In 2003, the striker transferred to 1. FFC Frankfurt. She played for the junior team until the age of 16, after which she joined the first team, competing in the Bundesliga, the German Cup and the UEFA Women's Cup.

In 2007, she joined SC Freiburg, immediately earning a place in the starting eleven. During the 2008-09 season, she finished seventh in the league's top scorer rankings, scoring 12 goals in 17 matches.

Honours:

- UEFA Women's Cup-Winner 2006
- German Champion 2005 and 2007
- German Cup Winner 2007
- DFB-Hallenpokal Winner 2006

=== National team ===

She earned her first cap with the Germany under-15 team, for which she played twice. After that, she scored two goals in two caps for the Germany under-17 team.

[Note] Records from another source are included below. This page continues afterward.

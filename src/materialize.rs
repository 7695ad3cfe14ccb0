use crate::adapter::{Adapter, Capabilities};
use crate::config::Settings;
use crate::error::{Error, Result};
use crate::incremental::IncrementalExecutor;
use crate::logging::Logger;
use crate::project::{MaterializationKind, ModelMetadata, Strategy};
use crate::schema_change::{SchemaChangeHandler, SchemaChangeOutcome};
use crate::state::{format_timestamp, StateManager};
use crate::escape_sql_str;
use chrono::Utc;
use std::collections::HashMap;

/// What a `materialize` call ended up doing.
#[derive(Debug, Clone, PartialEq)]
pub enum MaterializeOutcome {
    /// Table, view, materialized view or external table (re)created.
    Created,
    /// Incremental model rebuilt from the full query.
    FullLoad,
    Incremental { strategy: Strategy },
    /// Schema drift forced a full refresh.
    Refreshed,
    Backfilled { chunks: usize },
}

/// Entry point for materializing one model.
pub struct MaterializationHandler<'a> {
    adapter: &'a dyn Adapter,
    capabilities: Capabilities,
    state: &'a StateManager,
    incremental: IncrementalExecutor<'a>,
    schema_changes: SchemaChangeHandler<'a>,
    logger: Logger,
}

impl<'a> MaterializationHandler<'a> {
    pub fn new(adapter: &'a dyn Adapter, state: &'a StateManager, logger: Logger) -> Self {
        MaterializationHandler {
            adapter,
            capabilities: adapter.capabilities(),
            state,
            incremental: IncrementalExecutor::new(adapter, state, logger.clone()),
            schema_changes: SchemaChangeHandler::new(adapter, logger.clone()),
            logger: logger.with_category("materialize"),
        }
    }

    /// Handler whose variable map comes from `settings`.
    pub fn from_settings(
        adapter: &'a dyn Adapter,
        state: &'a StateManager,
        settings: &Settings,
        logger: Logger,
    ) -> Self {
        Self::new(adapter, state, logger).with_vars(settings.vars.clone())
    }

    pub fn with_vars(mut self, vars: HashMap<String, String>) -> Self {
        self.incremental = self.incremental.with_vars(vars);
        self
    }

    pub fn materialize(
        &self,
        name: &str,
        sql: &str,
        kind: MaterializationKind,
        metadata: &ModelMetadata,
    ) -> Result<MaterializeOutcome> {
        let logger = self.logger.scoped(name);
        logger.info(&format!("materializing as {}", kind.as_str()));

        let outcome = match kind {
            MaterializationKind::Incremental => return self.materialize_incremental(name, sql, metadata),
            MaterializationKind::Table => {
                self.drop_previous(name, kind)?;
                self.adapter.create_table(name, sql, Some(metadata))?;
                MaterializeOutcome::Created
            }
            MaterializationKind::View => {
                self.drop_previous(name, kind)?;
                self.adapter.create_view(name, sql)?;
                MaterializeOutcome::Created
            }
            MaterializationKind::MaterializedView => {
                self.drop_previous(name, kind)?;
                if self.capabilities.materialized_views {
                    self.adapter.create_materialized_view(name, sql)?;
                } else {
                    logger.info("materialized views unsupported, creating a table instead");
                    self.adapter.create_table(name, sql, Some(metadata))?;
                }
                MaterializeOutcome::Created
            }
            MaterializationKind::ExternalTable => {
                let external = metadata.external.as_ref().ok_or_else(|| {
                    Error::config(name, "external_table requires an 'external.location'")
                })?;
                self.drop_previous(name, kind)?;
                if self.capabilities.external_tables {
                    self.adapter.create_external_table(name, external)?;
                } else {
                    logger.info("external tables unsupported, creating a view over the location");
                    self.adapter.create_view(
                        name,
                        &format!("SELECT * FROM '{}'", escape_sql_str(&external.location)),
                    )?;
                }
                MaterializeOutcome::Created
            }
            MaterializationKind::Unknown => {
                return Err(Error::config(name, "unknown materialization type"));
            }
        };

        self.apply_comment(name, metadata);
        self.state.save_state(
            name,
            kind,
            &IncrementalExecutor::sql_hash(sql),
            &IncrementalExecutor::config_hash(metadata),
            None,
            None,
        )?;
        Ok(outcome)
    }

    fn materialize_incremental(
        &self,
        name: &str,
        sql: &str,
        metadata: &ModelMetadata,
    ) -> Result<MaterializeOutcome> {
        let logger = self.logger.scoped(name);

        let started = format_timestamp(Utc::now());
        let mut runner = self.incremental.refresh_runner(name, metadata);

        if !self.incremental.should_run_incremental(name, sql, metadata)? {
            self.drop_previous(name, MaterializationKind::Incremental)?;
            // templated models cannot run unsubstituted, so they load chunk by chunk
            if !metadata.full_incremental_refresh.is_empty() {
                let chunks = self
                    .schema_changes
                    .rebuild_in_chunks(name, sql, metadata, &mut runner)?;
                self.incremental.record_load(name, sql, metadata, &started)?;
                self.apply_comment(name, metadata);
                return Ok(MaterializeOutcome::Backfilled { chunks });
            }
            self.incremental.full_load(name, sql, metadata)?;
            self.apply_comment(name, metadata);
            return Ok(MaterializeOutcome::FullLoad);
        }

        let change = self.schema_changes.handle(name, sql, metadata, &mut runner)?;
        match change {
            SchemaChangeOutcome::FullRefreshed => {
                self.apply_comment(name, metadata);
                Ok(MaterializeOutcome::Refreshed)
            }
            SchemaChangeOutcome::Backfilled { chunks } => {
                self.incremental.record_load(name, sql, metadata, &started)?;
                self.apply_comment(name, metadata);
                Ok(MaterializeOutcome::Backfilled { chunks })
            }
            other => {
                if other != SchemaChangeOutcome::Unchanged {
                    logger.debug(&format!("schema reconciled: {other:?}"));
                }
                let run_sql =
                    self.schema_changes
                        .full_range_sql(name, sql, &metadata.full_incremental_refresh)?;
                let strategy = self.incremental.run_incremental(name, &run_sql, metadata)?;
                Ok(MaterializeOutcome::Incremental { strategy })
            }
        }
    }

    /// Remove an object left by a different materialization of the same name.
    fn drop_previous(&self, name: &str, kind: MaterializationKind) -> Result<()> {
        let Some(previous) = self.state.get_state(name)? else {
            return Ok(());
        };
        if previous.materialization == kind || previous.materialization == MaterializationKind::Unknown {
            return Ok(());
        }
        let dropped = match previous.materialization {
            MaterializationKind::View | MaterializationKind::ExternalTable => self.adapter.drop_view(name),
            _ => self.adapter.drop_table(name),
        };
        if let Err(e) = dropped {
            self.logger.scoped(name).warn(&format!(
                "could not drop previous {} ({e})",
                previous.materialization.as_str()
            ));
        }
        Ok(())
    }

    fn apply_comment(&self, name: &str, metadata: &ModelMetadata) {
        let Some(description) = metadata.description.as_deref() else {
            return;
        };
        if !self.capabilities.comments {
            return;
        }
        if let Err(e) = self.adapter.set_comment(name, description) {
            self.logger
                .scoped(name)
                .warn(&format!("could not set comment: {e}"));
        }
    }
}

#[cfg(test)]
mod tests {
    use super::*;
    use crate::adapter::DuckDbAdapter;
    use pretty_assertions::assert_eq;

    fn count(db: &DuckDbAdapter, table: &str) -> String {
        db.query(&format!("SELECT COUNT(*) FROM {table}")).unwrap()[0]
            .get(0)
            .unwrap()
            .to_string()
    }

    #[test]
    fn test_table_and_view() {
        let db = DuckDbAdapter::in_memory().unwrap();
        let sm = StateManager::in_memory(Logger::default());
        let handler = MaterializationHandler::new(&db, &sm, Logger::default());
        let meta = ModelMetadata::from_yaml("m", "description: numbers\n").unwrap();

        let outcome = handler
            .materialize("m", "SELECT * FROM range(3) t(i)", MaterializationKind::Table, &meta)
            .unwrap();
        assert_eq!(outcome, MaterializeOutcome::Created);
        assert_eq!(count(&db, "m"), "3");
        assert_eq!(sm.get_state("m").unwrap().unwrap().materialization, MaterializationKind::Table);

        handler
            .materialize("m", "SELECT 1 AS i", MaterializationKind::View, &meta)
            .unwrap();
        assert_eq!(count(&db, "m"), "1");
        assert_eq!(sm.get_state("m").unwrap().unwrap().materialization, MaterializationKind::View);
    }

    #[test]
    fn test_materialized_view_falls_back_to_table() {
        let db = DuckDbAdapter::in_memory().unwrap();
        let sm = StateManager::in_memory(Logger::default());
        let handler = MaterializationHandler::new(&db, &sm, Logger::default());
        handler
            .materialize(
                "mv",
                "SELECT 42 AS answer",
                MaterializationKind::MaterializedView,
                &ModelMetadata::default(),
            )
            .unwrap();
        assert!(db.table_exists("mv").unwrap());
    }

    #[test]
    fn test_external_table_requires_location() {
        let db = DuckDbAdapter::in_memory().unwrap();
        let sm = StateManager::in_memory(Logger::default());
        let handler = MaterializationHandler::new(&db, &sm, Logger::default());
        let err = handler
            .materialize("ext", "", MaterializationKind::ExternalTable, &ModelMetadata::default())
            .unwrap_err();
        assert!(matches!(err, Error::Config { .. }));
        assert!(sm.get_state("ext").unwrap().is_none());
    }

    #[test]
    fn test_unknown_kind_is_rejected() {
        let db = DuckDbAdapter::in_memory().unwrap();
        let sm = StateManager::in_memory(Logger::default());
        let handler = MaterializationHandler::new(&db, &sm, Logger::default());
        assert!(handler
            .materialize("x", "SELECT 1", MaterializationKind::Unknown, &ModelMetadata::default())
            .is_err());
    }

    #[test]
    fn test_incremental_first_run_is_full_load() {
        let db = DuckDbAdapter::in_memory().unwrap();
        db.execute("CREATE TABLE src AS SELECT i AS id, TIMESTAMP '2999-01-01' AS ts FROM range(5) t(i)")
            .unwrap();
        let sm = StateManager::in_memory(Logger::default());
        let handler = MaterializationHandler::new(&db, &sm, Logger::default());
        let meta = ModelMetadata::from_yaml(
            "events",
            "incremental:\n  strategy: append\n  append:\n    filter_column: ts\n",
        )
        .unwrap();

        let outcome = handler
            .materialize("events", "SELECT * FROM src", MaterializationKind::Incremental, &meta)
            .unwrap();
        assert_eq!(outcome, MaterializeOutcome::FullLoad);
        let state = sm.get_state("events").unwrap().unwrap();
        assert_eq!(state.strategy, Some(Strategy::Append));
        assert!(state.last_processed_value.is_some());

        let outcome = handler
            .materialize("events", "SELECT * FROM src", MaterializationKind::Incremental, &meta)
            .unwrap();
        assert_eq!(outcome, MaterializeOutcome::Incremental { strategy: Strategy::Append });
    }
}
use super::{ProjectedColumn, QueryRewriter};
use crate::error::{Error, Result};
use sqlparser::ast::{
    BinaryOperator, Expr, Ident, ObjectName, Query, Select, SelectItem, SetExpr, Statement,
    TableFactor, TableWithJoins, With,
};
use sqlparser::dialect::DuckDbDialect;
use sqlparser::parser::Parser;
use std::collections::HashSet;

/// Structural rewriting over the `sqlparser` AST.
pub struct AstRewriter;

fn parse_query(sql: &str) -> Result<Box<Query>> {
    let dialect = DuckDbDialect {};
    let mut statements = Parser::parse_sql(&dialect, sql)?;
    if statements.len() != 1 {
        return Err(Error::rewrite(format!(
            "expected a single statement, found {}",
            statements.len()
        )));
    }
    match statements.remove(0) {
        Statement::Query(query) => Ok(query),
        other => Err(Error::rewrite(format!("not a query: {other}"))),
    }
}

fn parse_expr(text: &str) -> Result<Expr> {
    let dialect = DuckDbDialect {};
    Ok(Parser::new(&dialect).try_with_sql(text)?.parse_expr()?)
}

fn select_mut(query: &mut Query) -> Result<&mut Select> {
    match query.body.as_mut() {
        SetExpr::Select(select) => Ok(select),
        _ => Err(Error::rewrite("query body is not a plain SELECT")),
    }
}

fn object_name(name: &ObjectName) -> Option<String> {
    let parts: Option<Vec<&str>> = name
        .0
        .iter()
        .map(|p| p.as_ident().map(|i| i.value.as_str()))
        .collect();
    parts.map(|p| p.join("."))
}

fn implicit_name(expr: &Expr) -> Option<String> {
    match expr {
        Expr::Identifier(ident) => Some(ident.value.clone()),
        Expr::CompoundIdentifier(parts) => parts.last().map(|i| i.value.clone()),
        _ => None,
    }
}

impl AstRewriter {
    pub fn table_references(&self, sql: &str) -> Result<Vec<String>> {
        let dialect = DuckDbDialect {};
        let statements = Parser::parse_sql(&dialect, sql)?;
        let mut refs = Vec::new();
        for stmt in &statements {
            if let Statement::Query(query) = stmt {
                extract_from_query(query, &mut refs, &HashSet::new());
            }
        }
        Ok(refs)
    }
}

impl QueryRewriter for AstRewriter {
    fn projected_columns(&self, sql: &str) -> Result<Vec<ProjectedColumn>> {
        let mut query = parse_query(sql)?;
        let select = select_mut(&mut query)?;
        Ok(select
            .projection
            .iter()
            .map(|item| match item {
                SelectItem::ExprWithAlias { expr, alias } => ProjectedColumn {
                    name: Some(alias.value.clone()),
                    expr: expr.to_string(),
                    is_wildcard: false,
                },
                SelectItem::UnnamedExpr(expr) => ProjectedColumn {
                    name: implicit_name(expr),
                    expr: expr.to_string(),
                    is_wildcard: false,
                },
                other => ProjectedColumn {
                    name: None,
                    expr: other.to_string(),
                    is_wildcard: true,
                },
            })
            .collect())
    }

    fn replace_projection(&self, sql: &str, alias: &str, replacement: &str) -> Result<String> {
        let mut query = parse_query(sql)?;
        let new_expr = parse_expr(replacement)?;
        let select = select_mut(&mut query)?;

        let mut replaced = false;
        for item in select.projection.iter_mut() {
            let hit = match item {
                SelectItem::ExprWithAlias { alias: a, .. } => a.value.eq_ignore_ascii_case(alias),
                SelectItem::UnnamedExpr(expr) => implicit_name(expr)
                    .is_some_and(|n| n.eq_ignore_ascii_case(alias)),
                _ => false,
            };
            if hit {
                *item = SelectItem::ExprWithAlias {
                    expr: new_expr.clone(),
                    alias: Ident::with_quote('"', alias),
                };
                replaced = true;
                break;
            }
        }
        if !replaced {
            return Err(Error::rewrite(format!("no projected column named '{alias}'")));
        }
        Ok(query.to_string())
    }

    fn inject_where(&self, sql: &str, condition: &str) -> Result<String> {
        let mut query = parse_query(sql)?;
        let filter = parse_expr(condition)?;
        match query.body.as_mut() {
            SetExpr::Select(select) => {
                select.selection = Some(match select.selection.take() {
                    Some(existing) => Expr::BinaryOp {
                        left: Box::new(Expr::Nested(Box::new(existing))),
                        op: BinaryOperator::And,
                        right: Box::new(Expr::Nested(Box::new(filter))),
                    },
                    None => filter,
                });
                Ok(query.to_string())
            }
            // UNION and friends: filter the combined result instead
            _ => Ok(format!(
                "SELECT * FROM ({query}) AS __filtered__ WHERE {filter}"
            )),
        }
    }
}

fn extract_from_query(query: &Query, refs: &mut Vec<String>, parent_ctes: &HashSet<String>) {
    let mut cte_names = parent_ctes.clone();

    if let Some(with) = &query.with {
        extract_from_with(with, refs, &mut cte_names);
    }

    extract_from_set_expr(&query.body, refs, &cte_names);
}

fn extract_from_with(with: &With, refs: &mut Vec<String>, cte_names: &mut HashSet<String>) {
    for cte in &with.cte_tables {
        cte_names.insert(cte.alias.name.value.clone());
        extract_from_query(&cte.query, refs, cte_names);
    }
}

fn extract_from_set_expr(set_expr: &SetExpr, refs: &mut Vec<String>, cte_names: &HashSet<String>) {
    match set_expr {
        SetExpr::Select(select) => extract_from_select(select, refs, cte_names),
        SetExpr::Query(query) => extract_from_query(query, refs, cte_names),
        SetExpr::SetOperation { left, right, .. } => {
            extract_from_set_expr(left, refs, cte_names);
            extract_from_set_expr(right, refs, cte_names);
        }
        _ => {}
    }
}

fn extract_from_select(select: &Select, refs: &mut Vec<String>, cte_names: &HashSet<String>) {
    for table_with_joins in &select.from {
        extract_from_table_with_joins(table_with_joins, refs, cte_names);
    }

    if let Some(selection) = &select.selection {
        extract_from_expr(selection, refs, cte_names);
    }
}

fn extract_from_table_with_joins(
    twj: &TableWithJoins,
    refs: &mut Vec<String>,
    cte_names: &HashSet<String>,
) {
    extract_from_table_factor(&twj.relation, refs, cte_names);
    for join in &twj.joins {
        extract_from_table_factor(&join.relation, refs, cte_names);
    }
}

fn extract_from_table_factor(
    factor: &TableFactor,
    refs: &mut Vec<String>,
    cte_names: &HashSet<String>,
) {
    match factor {
        TableFactor::Table { name, .. } => {
            if let Some(table_name) = object_name(name) {
                let is_cte = name.0.len() == 1 && cte_names.contains(&table_name);
                if !is_cte && !refs.contains(&table_name) {
                    refs.push(table_name);
                }
            }
        }
        TableFactor::Derived { subquery, .. } => {
            extract_from_query(subquery, refs, cte_names);
        }
        TableFactor::NestedJoin { table_with_joins, .. } => {
            extract_from_table_with_joins(table_with_joins, refs, cte_names);
        }
        _ => {}
    }
}

fn extract_from_expr(expr: &Expr, refs: &mut Vec<String>, cte_names: &HashSet<String>) {
    match expr {
        Expr::Subquery(query) => extract_from_query(query, refs, cte_names),
        Expr::InSubquery { subquery, .. } => extract_from_query(subquery, refs, cte_names),
        Expr::Exists { subquery, .. } => extract_from_query(subquery, refs, cte_names),
        Expr::BinaryOp { left, right, .. } => {
            extract_from_expr(left, refs, cte_names);
            extract_from_expr(right, refs, cte_names);
        }
        Expr::Nested(inner) => extract_from_expr(inner, refs, cte_names),
        _ => {}
    }
}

For the Germany under-19 team, with which she became European Champion in 2007, she played twelve times and scored four goals. Her most important goal was the decisive 3-2 in the extra time of the championship semi-final against France, which Germany eventually won 4-2.

Afterwards, she made one appearance for the Germany under-20 team.

Most recently, she was part of the Germany under-23 team, for which she had played twelve matches and scored two goals to date.

Honours:

- Under-19 European Champion 2007

==Personal life==

She has cited Birgit Prinz and Torsten Frings as role models.